The show introduced Rowlf the Dog, his Muppet side-kick, who often performed duets with Dean. Introduced each time as Dean's "ol' buddy", Rowlf was Jim Henson's first Muppet to score a regular spot on a network television show and appeared in 85 of the 86 episodes. While Don Sahlin maintained the puppet, Jerry Juhl assisted in writing the Rowlf sketches with the help of the show's staff writers and even assisted Jim Henson and Jimmy Dean on occasion. During production on episodes that featured Rowlf the Dog, Jim Henson would perform Rowlf with the Muppet's right arm operated by Frank Oz, and later by Jerry Nelson. Henson was so grateful for the exposure Dean offered on his show that he in turn proposed that Dean take a 40 percent stake in Henson's company. Dean refused, however, later saying in 2005, "I didn't do anything to earn that."

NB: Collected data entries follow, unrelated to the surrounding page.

//! Live calibration from the potentiometer panel
//!
//! Pot 4 picks the channel under calibration; pots 1 to 3 set its gamma,
//! black point and white point. Each tick re-reads the panel and shows a
//! ramp on the selected channel so the operator can judge the result.

use core::fmt::{self, Write};

use heapless::String;
use tcl_hal::{AnalogInput, PixelStrip, Pot};

use crate::color::{CalibrationParameters, Channel, ColorPipeline, MAX_GAMMA};
use crate::patterns;

/// Longest formatted report line, newline included
pub const MAX_REPORT_LEN: usize = 128;

/// Errors that can occur during a calibration tick
#[derive(Debug, Clone, Copy, PartialEq, Eq)]
#[cfg_attr(feature = "defmt", derive(defmt::Format))]
pub enum CalibrationError<A, S> {
    /// ADC read failed
    Analog(A),
    /// Strip transmit failed
    Strip(S),
}

/// Normalize a raw conversion into `[0, 1]`
pub fn normalize(raw: u16, full_scale: u16) -> f32 {
    if full_scale == 0 {
        return 0.0;
    }
    (f32::from(raw) / f32::from(full_scale)).min(1.0)
}

/// Channel selected by a normalized pot position
///
/// The pot travel is split in three equal bands.
pub fn select_channel(position: f32) -> Channel {
    let band = libm::floorf(3.0 * position);
    if band >= 2.0 {
        Channel::Blue
    } else if band >= 1.0 {
        Channel::Green
    } else {
        Channel::Red
    }
}

/// Operator report for one tick
#[derive(Debug, Clone, Copy, PartialEq)]
#[cfg_attr(feature = "defmt", derive(defmt::Format))]
pub struct CalibrationReport {
    pub channel: Channel,
    pub params: CalibrationParameters,
}

impl CalibrationReport {
    /// Format the report as a text line
    pub fn encode(&self) -> Result<String<MAX_REPORT_LEN>, fmt::Error> {
        let mut line = String::new();
        writeln!(line, "{}", self)?;
        Ok(line)
    }
}

impl fmt::Display for CalibrationReport {
    fn fmt(&self, f: &mut fmt::Formatter<'_>) -> fmt::Result {
        let [g0, g1, g2] = self.params.gammas();
        let [n0, n1, n2] = self.params.mins();
        let [x0, x1, x2] = self.params.maxs();
        write!(f, "Color Channel:\t{}", self.channel.index())?;
        write!(f, " | Gammas:\t{:.2}\t{:.2}\t{:.2}", g0, g1, g2)?;
        write!(f, " | Mins:\t{:.2}\t{:.2}\t{:.2}", n0, n1, n2)?;
        write!(f, " | Maxs:\t{:.2}\t{:.2}\t{:.2}", x0, x1, x2)
    }
}

/// Calibration mode driver
#[derive(Debug, Clone)]
pub struct CalibrationController {
    channel: Channel,
    led_count: usize,
}

impl CalibrationController {
    /// Controller for a strip of `led_count` LEDs
    pub fn new(led_count: usize) -> Self {
        Self {
            channel: Channel::Red,
            led_count,
        }
    }

    /// Channel currently under calibration
    pub fn channel(&self) -> Channel {
        self.channel
    }

    /// Apply normalized pot positions (pot 1 first) to `pipeline`
    pub fn apply(&mut self, pipeline: &mut ColorPipeline, positions: [f32; 4]) {
        let [gamma, black, white, select] = positions;

        self.channel = select_channel(select);
        let calibration = pipeline.params_mut().get_mut(self.channel);
        calibration.set_min(black);
        calibration.set_max(white);
        calibration.set_gamma(MAX_GAMMA * gamma);
    }

    /// Read the panel, update `pipeline` and render the ramp
    pub fn tick<A, S>(
        &mut self,
        pipeline: &mut ColorPipeline,
        adc: &mut A,
        strip: &mut S,
    ) -> Result<CalibrationReport, CalibrationError<A::Error, S::Error>>
    where
        A: AnalogInput,
        S: PixelStrip,
    {
        let full_scale = adc.full_scale();
        let mut positions = [0.0; 4];
        for pot in Pot::ALL {
            let raw = adc.read_raw(pot).map_err(CalibrationError::Analog)?;
            positions[pot.index()] = normalize(raw, full_scale);
        }

        self.apply(pipeline, positions);

        patterns::calibration_ramp(strip, pipeline, self.channel, self.led_count)
            .map_err(CalibrationError::Strip)?;

        Ok(CalibrationReport {
            channel: self.channel,
            params: *pipeline.params(),
        })
    }
}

When it came to an episode of The Ed Sullivan Show that aired on October 8, 1967, Jimmy Dean and Rowlf the Dog were reunited one final time where they performed "Friendship" while doing the "herd of cows" gag.

==Influence==
Peppiatt and Aylesworth, a Canadian duo who wrote for The Jimmy Dean Show, noted that while it had a country music star, and rural comedy was extremely popular in the 1960s, the show itself had quite little rural humor. In 1969, Peppiatt and Aylesworth created Hee Haw as a way to cater to the rural audience, bringing on two of Dean's most frequent guests as hosts, Buck Owens and Roy Clark.

==ABC schedules==
- September 1963 – March 1964: Thursday, 9–10 p.m. Eastern Time
- March–August 1964: Thursday, 9:30–10:30 p.m. ET
- September 1964 – September 1965: Thursday, 10–11 p.m. ET
- September 1965 – April 1966: Friday, 10–11 p.m. ET

==Home media and syndication==
The longer-running prime-time series was produced on black and white videotape which was later disposed of by ABC. Eighty-two of the surviving 1960s reference 16mm Kinescope copies of the series were salvaged from the UCLA Archives by the Jimmy Dean Estate and restored by Donna Dean Stevens Entertainment in 2016 and 2017. In January 2017, the painstakingly remastered Season 1 of the show, which had not been seen in over 50 years, was released as a DVD set. The set includes exclusive interviews with Merle Haggard, Bobby Bare, Bill Anderson, and Donna Dean Stevens.

Remastered by restoration producer and editor Steve Boyle, the restored show began broadcast on RFDTV on January 1, 2017.